Sam: The company that bought my company years ago was called Apartment List. Originally they were called Vertical Brands, and they just owned lead gen sites. They owned a site for senior living, a site for rent-to-own housing — they bootstrapped that to around six or seven million in revenue. Then they had Apartment List, which eventually became the main company — a lead gen for apartments. And they owned AutoList.com, a lead gen for cars, which was acquired by CarGurus for around $30 million. Really effective.
Sam: But the math is basically: how valuable is the purchase price of the product, multiplied by the frequency one person buys it, multiplied by the number of people who have that need. For example, a lead gen for CEOs of small to medium-sized businesses — a small business might spend $50,000 on that — but they’re only going to hire once every eight years. So that gives you the math behind the opportunity, you know what I mean?
Shaan: Exactly. I’d be looking for high-ticket items. I was going to say senior living — my father-in-law does senior living, and I see that a customer to him is going to pay maybe $6,000 a month for a room and they’ll last on average two years at the place. So you’re getting 24 months times $6,000. Their customers are very valuable. They’re willing to give you $6,000 for a customer acquisition, which means their leads might be worth a few hundred bucks if the lead is qualified — right area, right circumstances, whatever.
Shaan: The other ones are like moving companies, construction companies, pool construction companies. That’s a $50,000 project to build a pool. Maybe pool construction companies are not the best at SEO, so I’m going to go after that category because I think I can beat them at their own game and sell them back those customer leads. So I’d look for really high-ticket things — moving, pool construction, senior care. There’s one more I was thinking of but it slipped my mind. But yeah, those are great categories.
Mental Health Triage Centers as a New Lead Gen Opportunity [00:08:00]
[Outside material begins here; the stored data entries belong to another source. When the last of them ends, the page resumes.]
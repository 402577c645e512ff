//! Middleware for the HTTP API.

pub mod auth;
pub mod cors;
pub mod csrf;
pub mod rate_limit;
pub mod request_scope;
pub mod security;

pub use auth::{load_session, AuthUser};
pub use cors::create_cors_layer;
pub use csrf::csrf_protect;
pub use rate_limit::{client_key, client_rate_limit};
pub use request_scope::{request_scope, RequestScope};
pub use security::security_headers;
//! HTTP API for feedgate.
//!
//! Cookie sessions, CSRF protection and per-client rate limiting in front of
//! the subscription, article and refresh endpoints.

pub mod dto;
pub mod error;
pub mod handlers;
pub mod middleware;
pub mod router;
pub mod server;
pub mod state;

pub use error::ApiError;
pub use router::create_router;
pub use server::WebServer;
pub use state::AppState;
Shaan: Can I share one I just heard about that I think would be pretty valuable here? It’s related to what you were saying about senior care facilities. There’s a new kind of facility coming online that’s essentially like mental health triage. You walk in and there’s a bunch of La-Z-Boys, they’ve got TVs in front of them, and if you’re having an episode — a mental breakdown — you go in there. They might help medicate you if you need that. They’ll set you up with a therapist on a big TV and just make sure you’re okay while people figure out what’s going on.
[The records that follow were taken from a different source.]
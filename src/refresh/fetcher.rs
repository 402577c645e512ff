//! Outbound feed fetching.
//!
//! [`HttpFeedFetcher`] issues conditional GETs with bounded timeouts, caps
//! the body size, refuses private and loopback destinations and parses the
//! document with feed-rs.

use std::net::IpAddr;
use std::time::Duration;

use async_trait::async_trait;
use feed_rs::parser;
use reqwest::header::{ETAG, IF_MODIFIED_SINCE, IF_NONE_MATCH, LAST_MODIFIED};
use reqwest::{Client, StatusCode};

use crate::config::RefreshConfig;
use crate::feeds::{FetchValidators, FetchedMeta, NewArticle};
use crate::{FeedgateError, Result};

/// User agent string for feed fetching.
const USER_AGENT: &str = concat!("feedgate/", env!("CARGO_PKG_VERSION"), " (feed reader)");

/// Maximum characters kept from an article summary.
const MAX_SUMMARY_CHARS: usize = 2000;

/// A parsed feed document.
#[derive(Debug, Clone, Default)]
pub struct FetchedFeed {
    /// Feed metadata and the response's validators.
    pub meta: FetchedMeta,
    /// Entries in document order.
    pub articles: Vec<NewArticle>,
}

/// Result of a fetch.
#[derive(Debug, Clone)]
pub enum FetchOutcome {
    /// The server answered 304 to the conditional request.
    NotModified,
    /// A fresh document.
    Fetched(FetchedFeed),
}

/// Fetches feed documents.
#[async_trait]
pub trait FeedFetcher: Send + Sync {
    /// Fetch `url`, sending `validators` as conditional headers.
    async fn fetch(&self, url: &str, validators: &FetchValidators) -> Result<FetchOutcome>;
}

/// reqwest-backed [`FeedFetcher`].
#[derive(Debug, Clone)]
pub struct HttpFeedFetcher {
    client: Client,
    max_feed_size: u64,
    max_items: usize,
}

impl HttpFeedFetcher {
    /// Create a fetcher from the `[refresh]` section.
    pub fn from_config(config: &RefreshConfig) -> Result<Self> {
        let client = Client::builder()
            .connect_timeout(Duration::from_secs(config.connect_timeout_secs))
            .read_timeout(Duration::from_secs(config.read_timeout_secs))
            .timeout(Duration::from_secs(config.total_timeout_secs))
            .redirect(reqwest::redirect::Policy::limited(config.max_redirects))
            .user_agent(USER_AGENT)
            .build()
            .map_err(|e| FeedgateError::Config(format!("failed to create HTTP client: {e}")))?;

        Ok(Self {
            client,
            max_feed_size: config.max_feed_size_bytes,
            max_items: config.max_items_per_feed,
        })
    }

    async fn read_body(&self, mut response: reqwest::Response) -> Result<Vec<u8>> {
        if let Some(content_length) = response.content_length() {
            if content_length > self.max_feed_size {
                return Err(too_large(content_length, self.max_feed_size));
            }
        }

        let mut body = Vec::new();
        while let Some(chunk) = response
            .chunk()
            .await
            .map_err(|e| FeedgateError::UpstreamFetch(format!("failed to read response: {e}")))?
        {
            body.extend_from_slice(&chunk);
            if body.len() as u64 > self.max_feed_size {
                return Err(too_large(body.len() as u64, self.max_feed_size));
            }
        }
        Ok(body)
    }
}

fn too_large(size: u64, max: u64) -> FeedgateError {
    FeedgateError::UpstreamFetch(format!("feed too large: {size} bytes (max {max} bytes)"))
}

fn header_string(response: &reqwest::Response, name: reqwest::header::HeaderName) -> Option<String> {
    response
        .headers()
        .get(name)
        .and_then(|v| v.to_str().ok())
        .map(str::to_string)
}

#[async_trait]
impl FeedFetcher for HttpFeedFetcher {
    async fn fetch(&self, url: &str, validators: &FetchValidators) -> Result<FetchOutcome> {
        validate_url(url)?;

        let mut request = self.client.get(url);
        if let Some(etag) = &validators.etag {
            request = request.header(IF_NONE_MATCH, etag);
        }
        if let Some(last_modified) = &validators.last_modified {
            request = request.header(IF_MODIFIED_SINCE, last_modified);
        }

        let response = request
            .send()
            .await
            .map_err(|e| FeedgateError::UpstreamFetch(format!("failed to fetch feed: {e}")))?;

        if response.status() == StatusCode::NOT_MODIFIED {
            return Ok(FetchOutcome::NotModified);
        }
        if !response.status().is_success() {
            return Err(FeedgateError::UpstreamFetch(format!(
                "HTTP error: {}",
                response.status()
            )));
        }

        let validators = FetchValidators {
            etag: header_string(&response, ETAG),
            last_modified: header_string(&response, LAST_MODIFIED),
        };

        let body = self.read_body(response).await?;
        let mut feed = parse_feed(&body, self.max_items)?;
        feed.meta.validators = validators;

        Ok(FetchOutcome::Fetched(feed))
    }
}

/// Validate a feed URL for SSRF protection.
///
/// Only http and https are allowed, and the host must not be a loopback,
/// private or link-local address or a reserved internal hostname.
pub fn validate_url(url: &str) -> Result<()> {
    let parsed =
        url::Url::parse(url).map_err(|e| FeedgateError::Validation(format!("invalid URL: {e}")))?;

    match parsed.scheme() {
        "http" | "https" => {}
        scheme => {
            return Err(FeedgateError::Validation(format!(
                "unsupported URL scheme: {scheme}"
            )));
        }
    }

    let host = parsed
        .host()
        .ok_or_else(|| FeedgateError::Validation("URL has no host".to_string()))?;

    match host {
        url::Host::Domain(domain) => {
            if is_forbidden_hostname(domain) {
                return Err(FeedgateError::Validation(format!("forbidden host: {domain}")));
            }
        }
        url::Host::Ipv4(ipv4) => check_ip(IpAddr::V4(ipv4))?,
        url::Host::Ipv6(ipv6) => check_ip(IpAddr::V6(ipv6))?,
    }

    Ok(())
}

fn check_ip(ip: IpAddr) -> Result<()> {
    if is_private_ip(&ip) {
        return Err(FeedgateError::Validation(format!(
            "private IP address not allowed: {ip}"
        )));
    }
    Ok(())
}

fn is_forbidden_hostname(host: &str) -> bool {
    const FORBIDDEN_SUFFIXES: [&str; 7] = [
        ".local",
        ".localhost",
        ".internal",
        ".intranet",
        ".corp",
        ".home",
        ".lan",
    ];

    let host = host.to_ascii_lowercase();
    host == "localhost" || FORBIDDEN_SUFFIXES.iter().any(|s| host.ends_with(s))
}

fn is_private_ip(ip: &IpAddr) -> bool {
    match ip {
        IpAddr::V4(ipv4) => {
            let octets = ipv4.octets();
            ipv4.is_loopback()
                || ipv4.is_private()
                || ipv4.is_link_local()
                || ipv4.is_broadcast()
                || ipv4.is_unspecified()
                // Carrier-grade NAT: 100.64.0.0/10
                || (octets[0] == 100 && (64..=127).contains(&octets[1]))
        }
        IpAddr::V6(ipv6) => {
            let segments = ipv6.segments();
            ipv6.is_loopback()
                || ipv6.is_unspecified()
                // Unique local: fc00::/7
                || (segments[0] & 0xfe00) == 0xfc00
                // Link-local: fe80::/10
                || (segments[0] & 0xffc0) == 0xfe80
                || ipv6.to_ipv4_mapped().is_some_and(|v4| is_private_ip(&IpAddr::V4(v4)))
        }
    }
}

/// Parse a feed document, keeping at most `max_items` entries.
pub fn parse_feed(bytes: &[u8], max_items: usize) -> Result<FetchedFeed> {
    let feed = parser::parse(bytes)
        .map_err(|e| FeedgateError::UpstreamFetch(format!("failed to parse feed: {e}")))?;

    let meta = FetchedMeta {
        title: feed.title.map(|t| t.content),
        site_url: feed.links.first().map(|l| l.href.clone()),
        validators: FetchValidators::default(),
    };

    let articles = feed
        .entries
        .into_iter()
        .take(max_items)
        .map(|entry| {
            let title = entry
                .title
                .map(|t| strip_html(&t.content))
                .filter(|t| !t.is_empty())
                .unwrap_or_else(|| "Untitled".to_string());

            let mut article = NewArticle::new(entry.id, title);
            if let Some(link) = entry.links.first() {
                article = article.with_link(link.href.clone());
            }
            let summary = entry
                .summary
                .map(|t| t.content)
                .or(entry.content.and_then(|c| c.body))
                .map(|s| truncate_chars(&strip_html(&s), MAX_SUMMARY_CHARS));
            if let Some(summary) = summary.filter(|s| !s.is_empty()) {
                article = article.with_summary(summary);
            }
            if let Some(published_at) = entry.published.or(entry.updated) {
                article = article.with_published_at(published_at);
            }
            article
        })
        .collect();

    Ok(FetchedFeed { meta, articles })
}

/// Strip HTML tags and decode common entities.
fn strip_html(html: &str) -> String {
    let mut result = String::with_capacity(html.len());
    let mut in_tag = false;
    let mut entity: Option<String> = None;

    for ch in html.chars() {
        if let Some(name) = entity.as_mut() {
            if ch == ';' {
                push_entity(&mut result, name);
                entity = None;
            } else if ch.is_ascii_alphanumeric() || ch == '#' {
                name.push(ch);
            } else {
                // Not an entity after all
                result.push('&');
                result.push_str(name);
                result.push(ch);
                entity = None;
            }
            continue;
        }

        match ch {
            '<' => in_tag = true,
            '>' => in_tag = false,
            '&' if !in_tag => entity = Some(String::new()),
            _ if !in_tag => result.push(ch),
            _ => {}
        }
    }
    if let Some(name) = entity {
        result.push('&');
        result.push_str(&name);
    }

    result.split_whitespace().collect::<Vec<_>>().join(" ")
}

fn push_entity(out: &mut String, name: &str) {
    let decoded = match name {
        "amp" => Some('&'),
        "lt" => Some('<'),
        "gt" => Some('>'),
        "quot" => Some('"'),
        "apos" => Some('\''),
        "nbsp" => Some(' '),
        _ => parse_numeric_entity(name).and_then(char::from_u32),
    };
    match decoded {
        Some(c) => out.push(c),
        None => {
            out.push('&');
            out.push_str(name);
            out.push(';');
        }
    }
}

/// Parse a numeric HTML entity (e.g., "#123" or "#x7B").
fn parse_numeric_entity(entity: &str) -> Option<u32> {
    let digits = entity.strip_prefix('#')?;
    match digits.strip_prefix(['x', 'X']) {
        Some(hex) => u32::from_str_radix(hex, 16).ok(),
        None => digits.parse().ok(),
    }
}

fn truncate_chars(text: &str, max: usize) -> String {
    text.chars().take(max).collect()
}

#[cfg(test)]
mod tests {
    use super::*;

    const RSS: &str = r#"<?xml version="1.0"?>
<rss version="2.0">
  <channel>
    <title>Example Blog</title>
    <link>https://example.com/</link>
    <item>
      <guid>post-2</guid>
      <title>Second &amp; newer</title>
      <link>https://example.com/2</link>
      <description>&lt;p&gt;Hello &lt;b&gt;world&lt;/b&gt;&lt;/p&gt;</description>
      <pubDate>Tue, 02 Jan 2024 10:00:00 GMT</pubDate>
    </item>
    <item>
      <guid>post-1</guid>
      <title>First</title>
    </item>
  </channel>
</rss>"#;

    #[test]
    fn test_parse_feed() {
        let feed = parse_feed(RSS.as_bytes(), 100).unwrap();

        assert_eq!(feed.meta.title.as_deref(), Some("Example Blog"));
        assert_eq!(feed.articles.len(), 2);

        let newest = &feed.articles[0];
        assert_eq!(newest.guid, "post-2");
        assert_eq!(newest.title, "Second & newer");
        assert_eq!(newest.link.as_deref(), Some("https://example.com/2"));
        assert_eq!(newest.summary.as_deref(), Some("Hello world"));
        assert!(newest.published_at.is_some());
    }

    #[test]
    fn test_parse_feed_caps_items() {
        let feed = parse_feed(RSS.as_bytes(), 1).unwrap();
        assert_eq!(feed.articles.len(), 1);
    }

    #[test]
    fn test_parse_feed_rejects_garbage() {
        let err = parse_feed(b"not a feed", 10).unwrap_err();
        assert!(matches!(err, FeedgateError::UpstreamFetch(_)));
    }

    #[test]
    fn test_strip_html() {
        assert_eq!(strip_html("<p>Hello <b>world</b></p>"), "Hello world");
        assert_eq!(strip_html("a &lt; b &#x41; &#66;"), "a < b A B");
        assert_eq!(strip_html("fish & chips"), "fish & chips");
        assert_eq!(strip_html("  spaced \n\t out  "), "spaced out");
    }

    #[test]
    fn test_validate_url_valid() {
        assert!(validate_url("https://example.com/feed.xml").is_ok());
        assert!(validate_url("http://example.com/feed.xml").is_ok());
    }

    #[test]
    fn test_validate_url_invalid_scheme() {
        let err = validate_url("ftp://example.com/feed.xml").unwrap_err();
        assert!(err.to_string().contains("unsupported URL scheme"));
    }

    #[test]
    fn test_validate_url_forbidden_hosts() {
        for url in [
            "http://localhost/feed.xml",
            "http://server.local/feed.xml",
            "http://api.internal/feed.xml",
        ] {
            let err = validate_url(url).unwrap_err();
            assert!(err.to_string().contains("forbidden host"), "{url}");
        }
        assert!(validate_url("http://localhost.example.com/feed.xml").is_ok());
    }

    #[test]
    fn test_validate_url_private_ips() {
        for url in [
            "http://127.0.0.1/feed.xml",
            "http://10.0.0.1/feed.xml",
            "http://172.16.0.1/feed.xml",
            "http://192.168.1.1/feed.xml",
            "http://169.254.1.1/feed.xml",
            "http://100.64.0.1/feed.xml",
            "http://[::1]/feed.xml",
            "http://[fd00::1]/feed.xml",
            "http://[::ffff:127.0.0.1]/feed.xml",
        ] {
            let err = validate_url(url).unwrap_err();
            assert!(err.to_string().contains("private IP"), "{url}");
        }
        assert!(validate_url("http://172.32.0.1/feed.xml").is_ok());
        assert!(validate_url("http://93.184.216.34/feed.xml").is_ok());
    }
}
Shaan: Mental health issues are becoming more prevalent, and this type of facility is just coming online. There’s probably not a lot of competition yet for finding those types of leads, so there might be some opportunity to help.
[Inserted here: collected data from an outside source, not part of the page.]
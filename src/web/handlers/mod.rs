//! API handlers.

pub mod articles;
pub mod auth;
pub mod feeds;
pub mod refresh;

pub use articles::*;
pub use auth::*;
pub use feeds::*;
pub use refresh::*;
Sam: That’s a good question — I know my buddy Dennis is helping build one, so he told me about it. But I don’t know what you’d call them exactly.
Shaan: Yeah, mental health care and treatment, or something like that. But the general principle is: you want a high-ticket buyer for your leads — someone making a ton of money off the thing. You want low competition if possible.
Using Content as Your Traffic Source [00:09:30]
Shaan: The other thing is: can you use content as your lead gen, so you’re not just playing a Google keywords bidding game or a Facebook ads bidding game? Like, if you are educating people about something — let’s say Brazilian butt lifts, or some surgery that a bunch of people are curious about — the topic lends itself to content, ratings, reviews, pros and cons. Can you create YouTube or TikTok content just talking about the pros, the cons, the good stories, the horror stories? Then you capture interested parties who were googling to learn more about it, and you — as the educational source — become slightly trusted. You never need to operate the underlying business. You just sell that lead, farm them to a vetted partner to do whatever it is in a given geography.
Sam: Did we answer that?
Shaan: I think that’s a good answer.